▶ _Task to complete_: After going through the data below, state how many lines contain "payments", and nothing else.

Saved entries:
#####

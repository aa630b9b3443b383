/// Error handling for the API server
///
/// Every handler returns `ApiResult<T>`. Library errors convert into
/// [`ApiError`] with `?`, and [`ApiError`] renders as
/// `{"error": code, "message": text, "details"?: [{field, message}]}`.
///
/// | Variant | Status | Code |
/// |---|---|---|
/// | `Unauthorized` | 401 | `unauthorized` |
/// | `Forbidden` | 403 | `forbidden` |
/// | `NotFound` | 404 | `not_found` |
/// | `ValidationError` | 400 | `validation_error` |
/// | `Conflict` | 409 | `conflict` |
/// | `ExternalService` | 502 | `external_service_error` |
/// | `ServiceUnavailable` | 503 | `service_unavailable` |
/// | `InternalError` | 500 | `internal_error` |

use axum::{
    extract::rejection::{JsonRejection, QueryRejection},
    http::StatusCode,
    response::{IntoResponse, Response},
    Json,
};
use lms_shared::{
    auth::{authorization::AccessError, jwt::JwtError, password::PasswordError},
    notifications::ThrottleError,
    payments::orchestrator::PaymentError,
    store::StoreError,
    subscriptions::SubscriptionError,
    validation::{FieldError, NON_FIELD_ERRORS},
};
use serde::{Deserialize, Serialize};
use std::fmt;

/// API result type alias
pub type ApiResult<T> = Result<T, ApiError>;

/// Unified API error type
#[derive(Debug)]
pub enum ApiError {
    /// No authenticated actor (401)
    Unauthorized(String),

    /// Authenticated but not allowed (403)
    Forbidden(String),

    /// Target does not resolve (404)
    NotFound(String),

    /// Malformed input (400)
    ValidationError(Vec<ValidationErrorDetail>),

    /// Duplicate unique value, e.g. email (409)
    Conflict(String),

    /// Payment provider failure (502)
    ExternalService(String),

    /// Feature not configured (503)
    ServiceUnavailable(String),

    /// Internal server error (500)
    InternalError(String),
}

/// Validation error detail
#[derive(Debug, Clone, PartialEq, Eq, Serialize, Deserialize)]
pub struct ValidationErrorDetail {
    pub field: String,
    pub message: String,
}

/// Error response format
#[derive(Debug, Serialize, Deserialize)]
pub struct ErrorResponse {
    /// Error code (e.g., "validation_error", "forbidden")
    pub error: String,

    /// Human-readable error message
    pub message: String,

    #[serde(skip_serializing_if = "Option::is_none")]
    pub details: Option<Vec<ValidationErrorDetail>>,
}

impl ApiError {
    /// Single-field validation error
    pub fn field(field: impl Into<String>, message: impl Into<String>) -> Self {
        ApiError::ValidationError(vec![ValidationErrorDetail {
            field: field.into(),
            message: message.into(),
        }])
    }

    /// Generic 404 that never says whether the row exists
    pub fn not_found() -> Self {
        ApiError::NotFound("Not found".to_string())
    }

    pub fn status(&self) -> StatusCode {
        match self {
            ApiError::Unauthorized(_) => StatusCode::UNAUTHORIZED,
            ApiError::Forbidden(_) => StatusCode::FORBIDDEN,
            ApiError::NotFound(_) => StatusCode::NOT_FOUND,
            ApiError::ValidationError(_) => StatusCode::BAD_REQUEST,
            ApiError::Conflict(_) => StatusCode::CONFLICT,
            ApiError::ExternalService(_) => StatusCode::BAD_GATEWAY,
            ApiError::ServiceUnavailable(_) => StatusCode::SERVICE_UNAVAILABLE,
            ApiError::InternalError(_) => StatusCode::INTERNAL_SERVER_ERROR,
        }
    }
}

impl fmt::Display for ApiError {
    fn fmt(&self, f: &mut fmt::Formatter<'_>) -> fmt::Result {
        match self {
            ApiError::Unauthorized(msg) => write!(f, "Unauthorized: {}", msg),
            ApiError::Forbidden(msg) => write!(f, "Forbidden: {}", msg),
            ApiError::NotFound(msg) => write!(f, "Not found: {}", msg),
            ApiError::ValidationError(errors) => {
                write!(f, "Validation failed: {} errors", errors.len())
            }
            ApiError::Conflict(msg) => write!(f, "Conflict: {}", msg),
            ApiError::ExternalService(msg) => write!(f, "External service error: {}", msg),
            ApiError::ServiceUnavailable(msg) => write!(f, "Service unavailable: {}", msg),
            ApiError::InternalError(msg) => write!(f, "Internal error: {}", msg),
        }
    }
}

impl std::error::Error for ApiError {}

impl IntoResponse for ApiError {
    fn into_response(self) -> Response {
        let status = self.status();

        let (error_code, message, details) = match self {
            ApiError::Unauthorized(msg) => ("unauthorized", msg, None),
            ApiError::Forbidden(msg) => ("forbidden", msg, None),
            ApiError::NotFound(msg) => ("not_found", msg, None),
            ApiError::ValidationError(errors) => (
                "validation_error",
                "Request validation failed".to_string(),
                Some(errors),
            ),
            ApiError::Conflict(msg) => ("conflict", msg, None),
            ApiError::ExternalService(msg) => ("external_service_error", msg, None),
            ApiError::ServiceUnavailable(msg) => ("service_unavailable", msg, None),
            ApiError::InternalError(msg) => {
                // Logged, never echoed
                tracing::error!(error = %msg, "Internal error");
                ("internal_error", "An internal error occurred".to_string(), None)
            }
        };

        let body = Json(ErrorResponse {
            error: error_code.to_string(),
            message,
            details,
        });

        (status, body).into_response()
    }
}

impl From<sqlx::Error> for ApiError {
    fn from(err: sqlx::Error) -> Self {
        match err {
            sqlx::Error::RowNotFound => ApiError::not_found(),
            sqlx::Error::Database(db_err) if db_err.is_unique_violation() => {
                match db_err.constraint() {
                    Some(constraint) if constraint.contains("email") => {
                        ApiError::Conflict("A user with this email already exists".to_string())
                    }
                    Some(constraint) => {
                        ApiError::Conflict(format!("Constraint violation: {}", constraint))
                    }
                    None => ApiError::Conflict("Duplicate value".to_string()),
                }
            }
            // Deleting a course or lesson that payments still reference
            sqlx::Error::Database(db_err) if db_err.is_foreign_key_violation() => {
                ApiError::Conflict("The resource is referenced by existing payments".to_string())
            }
            other => ApiError::InternalError(format!("Database error: {}", other)),
        }
    }
}

impl From<StoreError> for ApiError {
    fn from(err: StoreError) -> Self {
        match err {
            StoreError::MissingReference => ApiError::not_found(),
            StoreError::DuplicateJob => {
                ApiError::InternalError("Job with the same dedupe key already queued".to_string())
            }
            StoreError::Database(e) => e.into(),
        }
    }
}

impl From<AccessError> for ApiError {
    fn from(err: AccessError) -> Self {
        match err {
            AccessError::Unauthorized => {
                ApiError::Unauthorized("Authentication credentials were not provided".to_string())
            }
            AccessError::Forbidden => {
                ApiError::Forbidden("You do not have permission to perform this action".to_string())
            }
        }
    }
}

impl From<FieldError> for ApiError {
    fn from(err: FieldError) -> Self {
        ApiError::field(err.field, err.message)
    }
}

impl From<JsonRejection> for ApiError {
    fn from(rejection: JsonRejection) -> Self {
        ApiError::field(NON_FIELD_ERRORS, rejection.body_text())
    }
}

impl From<QueryRejection> for ApiError {
    fn from(rejection: QueryRejection) -> Self {
        ApiError::field(NON_FIELD_ERRORS, rejection.body_text())
    }
}

impl From<validator::ValidationErrors> for ApiError {
    fn from(errors: validator::ValidationErrors) -> Self {
        let mut details: Vec<ValidationErrorDetail> = errors
            .field_errors()
            .iter()
            .flat_map(|(field, errors)| {
                errors.iter().map(move |error| ValidationErrorDetail {
                    field: field.to_string(),
                    message: error
                        .message
                        .as_ref()
                        .map(|m| m.to_string())
                        .unwrap_or_else(|| "Invalid value".to_string()),
                })
            })
            .collect();
        details.sort_by(|a, b| a.field.cmp(&b.field));
        ApiError::ValidationError(details)
    }
}

impl From<SubscriptionError> for ApiError {
    fn from(err: SubscriptionError) -> Self {
        match err {
            SubscriptionError::CourseNotFound => ApiError::not_found(),
            SubscriptionError::Store(e) => e.into(),
        }
    }
}

impl From<ThrottleError> for ApiError {
    fn from(err: ThrottleError) -> Self {
        match err {
            ThrottleError::CourseNotFound => ApiError::not_found(),
            ThrottleError::NotEnqueued => {
                ApiError::InternalError("Notification job was not enqueued".to_string())
            }
            ThrottleError::Store(e) => e.into(),
        }
    }
}

impl From<PaymentError> for ApiError {
    fn from(err: PaymentError) -> Self {
        match err {
            PaymentError::Validation(field) => field.into(),
            PaymentError::Provider { payment_id, source } => ApiError::ExternalService(format!(
                "Payment provider request failed for payment {}: {}",
                payment_id, source
            )),
            PaymentError::PaymentVanished(id) => {
                ApiError::InternalError(format!("Payment {} disappeared during checkout", id))
            }
            PaymentError::Store(e) => e.into(),
        }
    }
}

impl From<PasswordError> for ApiError {
    fn from(err: PasswordError) -> Self {
        match err {
            PasswordError::TooWeak(message) => ApiError::field("password", message),
            other => ApiError::InternalError(format!("Password operation failed: {}", other)),
        }
    }
}

impl From<JwtError> for ApiError {
    fn from(err: JwtError) -> Self {
        match err {
            JwtError::CreateError(msg) => {
                ApiError::InternalError(format!("Token creation failed: {}", msg))
            }
            JwtError::Expired => ApiError::Unauthorized("Token expired".to_string()),
            other => ApiError::Unauthorized(format!("Invalid token: {}", other)),
        }
    }
}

#####

▶ _Exercise response_: 3